■ **Exercise directions**:
Please copy out all lines of the entries that contain the word "adjustable".

Stored data entries:

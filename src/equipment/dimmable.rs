use std::fmt;

use serde::{Deserialize, Serialize};
use tracing::info;

use super::{
    Equipment, EquipmentSnapshot, ExternalControl, Measurement, SimulationControl, UserControl,
};
use crate::error::{EquipError, Result};
use crate::policy::{PolicyKind, RepartitionPolicy};
use crate::sim::event::PowerVariation;
use crate::sim::time::SimTime;

/// On/off state of a dimmable load.
#[derive(Debug, Clone, Copy, PartialEq, Eq, Serialize, Deserialize)]
pub enum LoadState {
    Off,
    On,
}

impl LoadState {
    pub fn as_str(self) -> &'static str {
        match self {
            LoadState::Off => "Off",
            LoadState::On => "On",
        }
    }
}

impl fmt::Display for LoadState {
    fn fmt(&self, f: &mut fmt::Formatter<'_>) -> fmt::Result {
        f.write_str(self.as_str())
    }
}

/// A switchable load with an adjustable power level (lamp, fan).
///
/// The power level is only meaningful while `On`: switching on restores the
/// default level, switching off drops it to zero.
#[derive(Debug, Clone)]
pub struct DimmableLoad {
    name: String,
    state: LoadState,
    power_w: f64,
    default_power_w: f64,
    max_power_w: f64,
    variation: PowerVariation,
    last_update: SimTime,
}

impl DimmableLoad {
    /// Creates a load in the `Off` state.
    ///
    /// # Errors
    ///
    /// `InvalidBounds` if `max_power_w` is not positive, if
    /// `default_power_w` is outside `[0, max_power_w]`, or if the variation
    /// range exceeds `max_power_w`.
    pub fn new(
        name: impl Into<String>,
        max_power_w: f64,
        default_power_w: f64,
        variation: PowerVariation,
    ) -> Result<Self> {
        if !max_power_w.is_finite() || max_power_w <= 0.0 {
            return Err(EquipError::InvalidBounds {
                field: "max_power_w".into(),
                reason: format!("must be > 0, got {max_power_w}"),
            });
        }
        if !(0.0..=max_power_w).contains(&default_power_w) {
            return Err(EquipError::InvalidBounds {
                field: "default_power_w".into(),
                reason: format!("must be in [0, {max_power_w}], got {default_power_w}"),
            });
        }
        if variation.max_w > max_power_w {
            return Err(EquipError::InvalidBounds {
                field: "power_variation".into(),
                reason: format!("max {} W exceeds max_power_w {max_power_w}", variation.max_w),
            });
        }
        Ok(Self {
            name: name.into(),
            state: LoadState::Off,
            power_w: 0.0,
            default_power_w,
            max_power_w,
            variation,
            last_update: SimTime::ZERO,
        })
    }

    /// 100 W dimmer lamp, adjustable between 10 W and 100 W.
    pub fn lamp() -> Self {
        Self {
            name: "lamp".into(),
            state: LoadState::Off,
            power_w: 0.0,
            default_power_w: 100.0,
            max_power_w: 100.0,
            variation: PowerVariation {
                min_w: 10.0,
                max_w: 100.0,
            },
            last_update: SimTime::ZERO,
        }
    }

    /// 60 W fan, adjustable between 15 W and 60 W.
    pub fn fan() -> Self {
        Self {
            name: "fan".into(),
            state: LoadState::Off,
            power_w: 0.0,
            default_power_w: 30.0,
            max_power_w: 60.0,
            variation: PowerVariation {
                min_w: 15.0,
                max_w: 60.0,
            },
            last_update: SimTime::ZERO,
        }
    }

    pub fn state(&self) -> LoadState {
        self.state
    }

    /// Allowed range for set-power events targeting this load.
    pub fn variation(&self) -> &PowerVariation {
        &self.variation
    }

    fn apply_switch_on(&mut self, at: SimTime) -> Result<()> {
        if self.state != LoadState::Off {
            return Err(EquipError::illegal(&self.name, self.state, "switch on"));
        }
        self.state = LoadState::On;
        self.power_w = self.default_power_w;
        self.last_update = at;
        info!(equipment = %self.name, at = %at, "switched on");
        Ok(())
    }

    fn apply_switch_off(&mut self, at: SimTime) -> Result<()> {
        if self.state != LoadState::On {
            return Err(EquipError::illegal(&self.name, self.state, "switch off"));
        }
        self.state = LoadState::Off;
        self.power_w = 0.0;
        self.last_update = at;
        info!(equipment = %self.name, at = %at, "switched off");
        Ok(())
    }

    fn apply_power(&mut self, power_w: f64, at: SimTime) -> Result<()> {
        if self.state != LoadState::On {
            return Err(EquipError::illegal(&self.name, self.state, "set power"));
        }
        if !power_w.is_finite() || !(0.0..=self.max_power_w).contains(&power_w) {
            return Err(EquipError::InvalidPower {
                value_w: power_w,
                max_w: self.max_power_w,
            });
        }
        self.power_w = power_w;
        self.last_update = at;
        info!(equipment = %self.name, at = %at, power_w, "power set");
        Ok(())
    }
}

impl Equipment for DimmableLoad {
    fn label(&self) -> &str {
        &self.name
    }

    fn current_power(&self) -> Measurement {
        Measurement::watts(self.power_w, self.last_update)
    }

    fn snapshot(&self) -> EquipmentSnapshot {
        EquipmentSnapshot {
            label: self.name.clone(),
            state: self.state.as_str().to_string(),
            power_w: self.power_w,
            repartition: None,
        }
    }
}

impl UserControl for DimmableLoad {
    fn switch_on(&mut self) -> Result<()> {
        self.apply_switch_on(self.last_update)
    }

    fn switch_off(&mut self) -> Result<()> {
        self.apply_switch_off(self.last_update)
    }

    fn is_on(&self) -> bool {
        self.state == LoadState::On
    }
}

impl ExternalControl for DimmableLoad {
    fn max_power(&self) -> Measurement {
        Measurement::watts(self.max_power_w, self.last_update)
    }

    /// No sub-loads, so `policy` is ignored.
    fn set_current_power(
        &mut self,
        power_w: f64,
        _policy: Option<&dyn RepartitionPolicy>,
    ) -> Result<()> {
        self.apply_power(power_w, self.last_update)
    }
}

impl SimulationControl for DimmableLoad {
    fn state_label(&self) -> &'static str {
        self.state.as_str()
    }

    fn is_switched_on(&self) -> bool {
        self.state == LoadState::On
    }

    fn simulate_switch_on(&mut self, at: SimTime) -> Result<()> {
        self.apply_switch_on(at)
    }

    fn simulate_switch_off(&mut self, at: SimTime) -> Result<()> {
        self.apply_switch_off(at)
    }

    fn simulate_set_power(
        &mut self,
        power_w: f64,
        _policy: Option<PolicyKind>,
        at: SimTime,
    ) -> Result<()> {
        self.apply_power(power_w, at)
    }
}
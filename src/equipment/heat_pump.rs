use std::fmt;

use serde::{Deserialize, Serialize};
use tracing::{info, warn};

use super::{
    Equipment, EquipmentSnapshot, ExternalControl, Measurement, SimulationControl,
    ThermalControl, UserControl,
};
use crate::error::{EquipError, Result};
use crate::policy::{
    PolicyInformation, PolicyKind, PowerRepartition, RepartitionPolicy, SubLoadBounds,
};
use crate::sim::event::PowerVariation;
use crate::sim::time::SimTime;

/// Operating state of a heat pump. Heating and cooling are exclusive.
#[derive(Debug, Clone, Copy, PartialEq, Eq, Serialize, Deserialize)]
pub enum HeatPumpState {
    Off,
    On,
    Heating,
    Cooling,
}

impl HeatPumpState {
    pub fn as_str(self) -> &'static str {
        match self {
            HeatPumpState::Off => "Off",
            HeatPumpState::On => "On",
            HeatPumpState::Heating => "Heating",
            HeatPumpState::Cooling => "Cooling",
        }
    }
}

impl fmt::Display for HeatPumpState {
    fn fmt(&self, f: &mut fmt::Formatter<'_>) -> fmt::Result {
        f.write_str(self.as_str())
    }
}

/// Construction parameters of a [`HeatPump`].
#[derive(Debug, Clone, Copy, PartialEq)]
pub struct HeatPumpParams {
    pub max_power_w: f64,
    pub variation: PowerVariation,
    pub pump: SubLoadBounds,
    pub compressor: SubLoadBounds,
    pub sensor: SubLoadBounds,
    pub default_policy: PolicyKind,
    pub target_temperature_c: f64,
    pub min_target_c: f64,
    pub max_target_c: f64,
    pub initial_temperature_c: f64,
}

impl HeatPumpParams {
    /// A 2 kW unit: pump 50–400 W, compressor 200–1500 W, sensor 5–20 W.
    pub fn standard() -> Result<Self> {
        Ok(Self {
            max_power_w: 2000.0,
            variation: PowerVariation::new(255.0, 1920.0)?,
            pump: SubLoadBounds::new(50.0, 400.0)?,
            compressor: SubLoadBounds::new(200.0, 1500.0)?,
            sensor: SubLoadBounds::new(5.0, 20.0)?,
            default_policy: PolicyKind::Greedy,
            target_temperature_c: 20.0,
            min_target_c: 10.0,
            max_target_c: 30.0,
            initial_temperature_c: 18.0,
        })
    }
}

/// Heat-pump-like thermal unit with three internal sub-loads.
///
/// Every accepted power change is split across pump, compressor and sensor
/// by a [`RepartitionPolicy`]; the split is validated before any field
/// changes, so a rejected call leaves the unit untouched.
#[derive(Debug, Clone)]
pub struct HeatPump {
    name: String,
    state: HeatPumpState,
    power_w: f64,
    repartition: PowerRepartition,
    params: HeatPumpParams,
    target_temperature_c: f64,
    current_temperature_c: f64,
    last_update: SimTime,
}

impl HeatPump {
    /// Creates a unit in the `Off` state.
    ///
    /// # Errors
    ///
    /// `InvalidBounds` for a non-positive maximum power, a variation range
    /// above it, or an inverted target temperature range;
    /// `InvalidTemperature` if the initial target is out of range.
    pub fn new(name: impl Into<String>, params: HeatPumpParams) -> Result<Self> {
        if !params.max_power_w.is_finite() || params.max_power_w <= 0.0 {
            return Err(EquipError::InvalidBounds {
                field: "max_power_w".into(),
                reason: format!("must be > 0, got {}", params.max_power_w),
            });
        }
        if params.variation.max_w > params.max_power_w {
            return Err(EquipError::InvalidBounds {
                field: "power_variation".into(),
                reason: format!(
                    "max {} W exceeds max_power_w {}",
                    params.variation.max_w, params.max_power_w
                ),
            });
        }
        if params.min_target_c > params.max_target_c {
            return Err(EquipError::InvalidBounds {
                field: "min_target_c".into(),
                reason: format!(
                    "{} °C exceeds max_target_c {} °C",
                    params.min_target_c, params.max_target_c
                ),
            });
        }
        check_temperature(&params, params.target_temperature_c)?;

        Ok(Self {
            name: name.into(),
            state: HeatPumpState::Off,
            power_w: 0.0,
            repartition: PowerRepartition::default(),
            target_temperature_c: params.target_temperature_c,
            current_temperature_c: params.initial_temperature_c,
            params,
            last_update: SimTime::ZERO,
        })
    }

    pub fn state(&self) -> HeatPumpState {
        self.state
    }

    /// Current split of the reported power across sub-loads.
    pub fn sub_load_powers(&self) -> PowerRepartition {
        self.repartition
    }

    pub fn default_policy(&self) -> PolicyKind {
        self.params.default_policy
    }

    /// Allowed range for set-power events targeting this unit.
    pub fn variation(&self) -> &PowerVariation {
        &self.params.variation
    }

    /// Records a sensed room temperature.
    pub fn set_current_temperature(&mut self, celsius: f64, at: SimTime) {
        self.current_temperature_c = celsius;
        self.last_update = self.last_update.max(at);
    }

    /// Builds the allocation input for a new total budget.
    pub fn policy_information(&self, power_w: f64) -> Result<PolicyInformation> {
        PolicyInformation::new(
            power_w,
            self.params.pump,
            self.params.compressor,
            self.params.sensor,
        )
    }

    fn transition(
        &mut self,
        allowed_from: &[HeatPumpState],
        to: HeatPumpState,
        operation: &'static str,
        at: SimTime,
    ) -> Result<()> {
        if !allowed_from.contains(&self.state) {
            return Err(EquipError::illegal(&self.name, self.state, operation));
        }
        let from = self.state;
        self.state = to;
        self.last_update = at;
        info!(equipment = %self.name, at = %at, %from, %to, "{operation}");
        Ok(())
    }

    fn apply_switch_off(&mut self, at: SimTime) -> Result<()> {
        self.transition(
            &[
                HeatPumpState::On,
                HeatPumpState::Heating,
                HeatPumpState::Cooling,
            ],
            HeatPumpState::Off,
            "switch off",
            at,
        )?;
        self.power_w = 0.0;
        self.repartition = PowerRepartition::default();
        Ok(())
    }

    fn apply_power(
        &mut self,
        power_w: f64,
        policy: &dyn RepartitionPolicy,
        at: SimTime,
    ) -> Result<PowerRepartition> {
        if self.state == HeatPumpState::Off {
            return Err(EquipError::illegal(&self.name, self.state, "set power"));
        }
        if !power_w.is_finite() || !(0.0..=self.params.max_power_w).contains(&power_w) {
            return Err(EquipError::InvalidPower {
                value_w: power_w,
                max_w: self.params.max_power_w,
            });
        }

        let info = self.policy_information(power_w)?;
        let repartition = policy.allocate(&info).inspect_err(|e| {
            warn!(equipment = %self.name, policy = policy.name(), error = %e, "allocation refused");
        })?;

        self.power_w = power_w;
        self.repartition = repartition;
        self.last_update = at;
        info!(
            equipment = %self.name,
            at = %at,
            power_w,
            policy = policy.name(),
            %repartition,
            "power set"
        );
        Ok(repartition)
    }
}

fn check_temperature(params: &HeatPumpParams, celsius: f64) -> Result<()> {
    if !celsius.is_finite() || !(params.min_target_c..=params.max_target_c).contains(&celsius) {
        return Err(EquipError::InvalidTemperature {
            value_c: celsius,
            min_c: params.min_target_c,
            max_c: params.max_target_c,
        });
    }
    Ok(())
}

impl Equipment for HeatPump {
    fn label(&self) -> &str {
        &self.name
    }

    fn current_power(&self) -> Measurement {
        Measurement::watts(self.power_w, self.last_update)
    }

    fn snapshot(&self) -> EquipmentSnapshot {
        EquipmentSnapshot {
            label: self.name.clone(),
            state: self.state.as_str().to_string(),
            power_w: self.power_w,
            repartition: Some(self.repartition),
        }
    }
}

impl UserControl for HeatPump {
    fn switch_on(&mut self) -> Result<()> {
        self.transition(
            &[HeatPumpState::Off],
            HeatPumpState::On,
            "switch on",
            self.last_update,
        )
    }

    fn switch_off(&mut self) -> Result<()> {
        self.apply_switch_off(self.last_update)
    }

    fn is_on(&self) -> bool {
        self.state != HeatPumpState::Off
    }
}

impl ThermalControl for HeatPump {
    fn start_heating(&mut self) -> Result<()> {
        self.transition(
            &[HeatPumpState::On],
            HeatPumpState::Heating,
            "start heating",
            self.last_update,
        )
    }

    fn stop_heating(&mut self) -> Result<()> {
        self.transition(
            &[HeatPumpState::Heating],
            HeatPumpState::On,
            "stop heating",
            self.last_update,
        )
    }

    fn start_cooling(&mut self) -> Result<()> {
        self.transition(
            &[HeatPumpState::On],
            HeatPumpState::Cooling,
            "start cooling",
            self.last_update,
        )
    }

    fn stop_cooling(&mut self) -> Result<()> {
        self.transition(
            &[HeatPumpState::Cooling],
            HeatPumpState::On,
            "stop cooling",
            self.last_update,
        )
    }

    fn target_temperature(&self) -> Measurement {
        Measurement::celsius(self.target_temperature_c, self.last_update)
    }

    fn set_target_temperature(&mut self, celsius: f64) -> Result<()> {
        check_temperature(&self.params, celsius)?;
        self.target_temperature_c = celsius;
        Ok(())
    }

    fn current_temperature(&self) -> Measurement {
        Measurement::celsius(self.current_temperature_c, self.last_update)
    }
}

impl ExternalControl for HeatPump {
    fn max_power(&self) -> Measurement {
        Measurement::watts(self.params.max_power_w, self.last_update)
    }

    fn set_current_power(
        &mut self,
        power_w: f64,
        policy: Option<&dyn RepartitionPolicy>,
    ) -> Result<()> {
        let default = self.params.default_policy;
        let policy: &dyn RepartitionPolicy = match policy {
            Some(p) => p,
            None => &default,
        };
        self.apply_power(power_w, policy, self.last_update)
            .map(|_| ())
    }
}

impl SimulationControl for HeatPump {
    fn state_label(&self) -> &'static str {
        self.state.as_str()
    }

    fn is_switched_on(&self) -> bool {
        self.state != HeatPumpState::Off
    }

    fn simulate_switch_on(&mut self, at: SimTime) -> Result<()> {
        self.transition(&[HeatPumpState::Off], HeatPumpState::On, "switch on", at)
    }

    fn simulate_switch_off(&mut self, at: SimTime) -> Result<()> {
        self.apply_switch_off(at)
    }

    fn simulate_set_power(
        &mut self,
        power_w: f64,
        policy: Option<PolicyKind>,
        at: SimTime,
    ) -> Result<()> {
        let policy = policy.unwrap_or(self.params.default_policy);
        self.apply_power(power_w, &policy, at).map(|_| ())
    }
}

■ **Reply to the exercise**:
/// A switchable load with an adjustable power level (lamp, fan).
    /// 100 W dimmer lamp, adjustable between 10 W and 100 W.
    /// 60 W fan, adjustable between 15 W and 60 W.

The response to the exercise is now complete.